The 5 Best Songs Of The Week
Every week the Stereogum staff chooses the five best new songs of the week (the eligibility period begins and ends Thursdays right before midnight). This week’s countdown is below, and you can listen to a playlist of all our 5 Best Songs on Spotify.
For a while there, it seemed like the fall of 2021 was going to be pretty quiet before things really got back into gear in 2022. That might still be mostly true, but now we’ve also got Adele returning to blow up the internet for a while. The five best songs of the week are below.

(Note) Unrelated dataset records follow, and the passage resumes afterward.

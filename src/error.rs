use thiserror::Error;

use crate::cursor::CursorState;
use crate::record::RecordId;

/// Result alias used throughout the store.
pub type Result<T> = std::result::Result<T, StoreError>;

/// Error type for every store, cursor and backend operation.
#[derive(Debug, Clone, PartialEq, Eq, Error)]
pub enum StoreError {
    /// Read or delete of an id the table does not hold.
    #[error("record not found: {table}:{id}")]
    NotFound { table: String, id: RecordId },

    #[error(transparent)]
    Storage(#[from] StorageError),

    #[error(transparent)]
    Transaction(#[from] TransactionError),

    /// The backend was never bound to a store, or the table was never registered.
    #[error("model {table} is not registered with a backend store")]
    ModelNotRegistered { table: String },

    #[error(transparent)]
    Field(#[from] FieldError),
}

impl StoreError {
    pub(crate) fn not_found(table: &str, id: RecordId) -> Self {
        StoreError::NotFound {
            table: table.to_string(),
            id,
        }
    }

    pub(crate) fn not_registered(table: &str) -> Self {
        StoreError::ModelNotRegistered {
            table: table.to_string(),
        }
    }

    /// True for errors that a caller can resolve by retrying with a fresh cursor.
    pub fn is_retryable(&self) -> bool {
        matches!(
            self,
            StoreError::Transaction(TransactionError::Conflict { .. })
                | StoreError::Storage(StorageError::Timeout { .. })
        )
    }
}

/// Failures of the underlying storage medium.
#[derive(Debug, Clone, PartialEq, Eq, Error)]
pub enum StorageError {
    #[error("{operation} timed out after {timeout_ms}ms")]
    Timeout {
        operation: &'static str,
        timeout_ms: u64,
    },

    #[error("id space of {table} is exhausted")]
    IdsExhausted { table: String },

    #[error("storage i/o failure: {0}")]
    Io(String),

    #[error("codec error: {0}")]
    Codec(String),
}

/// Commit-time failures. A store that reports one of these is unchanged.
#[derive(Debug, Clone, PartialEq, Eq, Error)]
pub enum TransactionError {
    /// Another commit changed a record this cursor observed.
    #[error("commit conflict on {table}:{id} (expected version {expected}, actual {actual})")]
    Conflict {
        table: String,
        id: RecordId,
        expected: u64,
        actual: u64,
    },

    /// Applying the batch failed part way; the applied prefix was undone.
    #[error("commit aborted after {applied} operations and rolled back: {source}")]
    Aborted {
        applied: usize,
        source: StorageError,
    },

    #[error("cursor is {state}; acquire a new one")]
    Closed { state: CursorState },
}

/// Field map problems detected before the store is touched.
#[derive(Debug, Clone, PartialEq, Eq, Error)]
pub enum FieldError {
    #[error("field {field} has no value for {table}")]
    Required { table: String, field: String },

    #[error("'{field}' is an invalid field for {table}")]
    Unknown { table: String, field: String },

    #[error("field {field} of {table} is not indexed")]
    NotIndexed { table: String, field: String },

    /// An index pair whose value is not the value the record holds.
    #[error("index value for {table}.{field} does not match the record")]
    IndexMismatch { table: String, field: String },
}

/// A cascading delete that stopped part way.
///
/// `removed` counts the records deleted before `source` was hit; those
/// deletions stay committed.
#[derive(Debug, Clone, PartialEq, Eq, Error)]
#[error("cascade delete failed after removing {removed} records: {source}")]
pub struct CascadeError {
    pub removed: usize,
    pub source: StoreError,
}

impl CascadeError {
    pub(crate) fn new(removed: usize, source: StoreError) -> Self {
        CascadeError { removed, source }
    }
}
//! Cursor - a scoped transaction batching store operations.
//!
//! Staging only touches the store to allocate ids and read versions; nothing
//! is written until `commit`. A cursor that is dropped or rolled back leaves
//! no records or index entries behind. Ids it was handed stay consumed, the
//! way a database sequence skips values of aborted transactions.
//!
//! ## Example
//!
//! ```ignore
//! let mut cursor = Cursor::new(store.clone());
//! let id = cursor.stage_put("users", None, fields, indexes)?;
//! cursor.stage_delete("users", old_id)?;
//! assert_eq!(cursor.commit()?, 2);
//! ```

use std::collections::HashMap;
use std::fmt;

use tracing::{debug, warn};

use crate::error::{Result, StoreError, TransactionError};
use crate::record::{Fields, IndexPair, RecordId, RecordKey};
use crate::store::{Batch, Operation, RecordStore};

/// Lifecycle of a cursor. Only `Open` cursors accept work.
#[derive(Debug, Clone, Copy, PartialEq, Eq)]
pub enum CursorState {
    Open,
    Committed,
    RolledBack,
}

impl fmt::Display for CursorState {
    fn fmt(&self, f: &mut fmt::Formatter<'_>) -> fmt::Result {
        match self {
            CursorState::Open => write!(f, "open"),
            CursorState::Committed => write!(f, "committed"),
            CursorState::RolledBack => write!(f, "rolled back"),
        }
    }
}

/// One logical transaction against a store.
///
/// Not meant for concurrent staging; give each concurrent caller its own
/// cursor. Commits of cursors touching disjoint records never conflict.
pub struct Cursor<S: RecordStore> {
    store: S,
    batch: Batch,
    /// Whether each touched record exists once the staged operations apply.
    staged: HashMap<RecordKey, bool>,
    state: CursorState,
}

impl<S: RecordStore> Cursor<S> {
    pub fn new(store: S) -> Self {
        Cursor {
            store,
            batch: Batch::new(),
            staged: HashMap::new(),
            state: CursorState::Open,
        }
    }

    pub fn state(&self) -> CursorState {
        self.state
    }

    /// Number of staged operations.
    pub fn len(&self) -> usize {
        self.batch.len()
    }

    pub fn is_empty(&self) -> bool {
        self.batch.is_empty()
    }

    pub fn store(&self) -> &S {
        &self.store
    }

    /// Stage a full overwrite of a record. Allocates an id when none is given.
    ///
    /// `indexes` must agree with `fields` and name only indexed fields; the
    /// stored pairs are always derived from the table schema.
    pub fn stage_put(
        &mut self,
        table: &str,
        id: Option<RecordId>,
        fields: Fields,
        indexes: Vec<IndexPair>,
    ) -> Result<RecordId> {
        self.ensure_open()?;

        let meta = self.store.meta(table)?;
        meta.check_index_pairs(&fields, &indexes)?;
        let indexes = meta.index_pairs(&fields);

        let id = match id {
            Some(id) => {
                self.store.reserve_id(table, id)?;
                id
            }
            None => self.store.allocate_id(table)?,
        };
        let key = RecordKey::new(table, id);
        self.observe(&key)?;

        self.batch.push(Operation::Put {
            table: table.to_string(),
            id,
            fields,
            indexes,
        });
        self.staged.insert(key, true);
        Ok(id)
    }

    /// Stage removal of a record that exists, in the store or in this cursor.
    pub fn stage_delete(&mut self, table: &str, id: RecordId) -> Result<()> {
        self.ensure_open()?;

        let key = RecordKey::new(table, id);
        if !self.observe(&key)? {
            return Err(StoreError::not_found(table, id));
        }

        self.batch.push(Operation::Delete {
            table: table.to_string(),
            id,
        });
        self.staged.insert(key, false);
        Ok(())
    }

    /// Apply every staged operation atomically. Returns the count applied.
    ///
    /// On failure nothing is applied and the cursor is rolled back.
    pub fn commit(&mut self) -> Result<usize> {
        self.ensure_open()?;

        let batch = std::mem::take(&mut self.batch);
        self.staged.clear();
        let staged = batch.len();

        match self.store.apply(batch) {
            Ok(applied) => {
                self.state = CursorState::Committed;
                debug!(applied, "cursor committed");
                Ok(applied)
            }
            Err(err) => {
                self.state = CursorState::RolledBack;
                warn!(staged, error = %err, "cursor rolled back");
                Err(err)
            }
        }
    }

    /// Discard every staged operation. Returns how many were discarded.
    pub fn rollback(&mut self) -> Result<usize> {
        self.ensure_open()?;

        let discarded = std::mem::take(&mut self.batch).len();
        self.staged.clear();
        self.state = CursorState::RolledBack;
        debug!(discarded, "cursor rolled back");
        Ok(discarded)
    }

    fn ensure_open(&self) -> Result<()> {
        match self.state {
            CursorState::Open => Ok(()),
            state => Err(TransactionError::Closed { state }.into()),
        }
    }

    /// Existence of `key` as this cursor sees it, recording the store
    /// version on first sight.
    fn observe(&mut self, key: &RecordKey) -> Result<bool> {
        if let Some(exists) = self.staged.get(key) {
            return Ok(*exists);
        }
        let version = self.store.version_of(&key.table, key.id)?;
        self.batch.observe(key.clone(), version);
        Ok(version != 0)
    }
}

impl<S: RecordStore> Drop for Cursor<S> {
    fn drop(&mut self) {
        if self.state == CursorState::Open && !self.batch.is_empty() {
            debug!(discarded = self.batch.len(), "uncommitted cursor dropped");
        }
    }
}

Earlier this year, London’s Russ Millions was one of the rappers behind the antic, riotous “Body,” which became the first drill track ever to top the UK charts. On “6:30,” Russ revels in his own chart success: “Three top tens, but I soon have four.” Russ has notched up all those hits by turning the forbidding, code-heavy UK drill style into straight-up party music without skimping on menace, and “6:30” keeps that streak up. The beat is sparse and nasty, all foggy drones and jittery handclaps, but Russ throws personality all over the place. In this two-minute energy-bomb, Russ talks his shit, apparently directing that shit specifically at UK drill rival Digga. But “6:30” is a dance song, and all the talk about getting a girl to touch the floor sits comfortably next to eye-stabbing threats. That’s how outlaw music becomes pop. —Tom
Cate Le Bon really blew me away with Reward — I’ve liked her well enough in the past but that album clicked for me in a way that none of her others really had. I still listen to it constantly. And thankfully she’s off to a good start once again with “Running Away,” the lead single from her next album Pompeii. Le Bon is great at holding two contradictory moods throughout a song — this one feels depressive and joyful at the same time, fighting disaffection while sounding disaffected. “I’m not cold by nature/ But this could bring me to my knees,” her voice curls. “The fountain that empties the world/ Too beautiful to hold.” Dragged along by a drooping synth, it’s impeccably textured, with tons of cool guitarwork and echoes rippling under the surface, but the main takeaway is a sort of vortex, which is sucking you in no matter how hard you fight against it. Running away while standing still. —James
I used to think I was from the middle of nowhere. Then I went on tour, and I learned just how much true nowhere there is in America. You pass through long, yawning expanses, and then you pass through towns you’ve never heard of, in far-flung corners you never really thought of people actually living in. In American pop culture, there are, of course, a million songs about the road, and the country, and all its different corners. But even within that, we often find ourselves drifting towards the same places, certain iconographies.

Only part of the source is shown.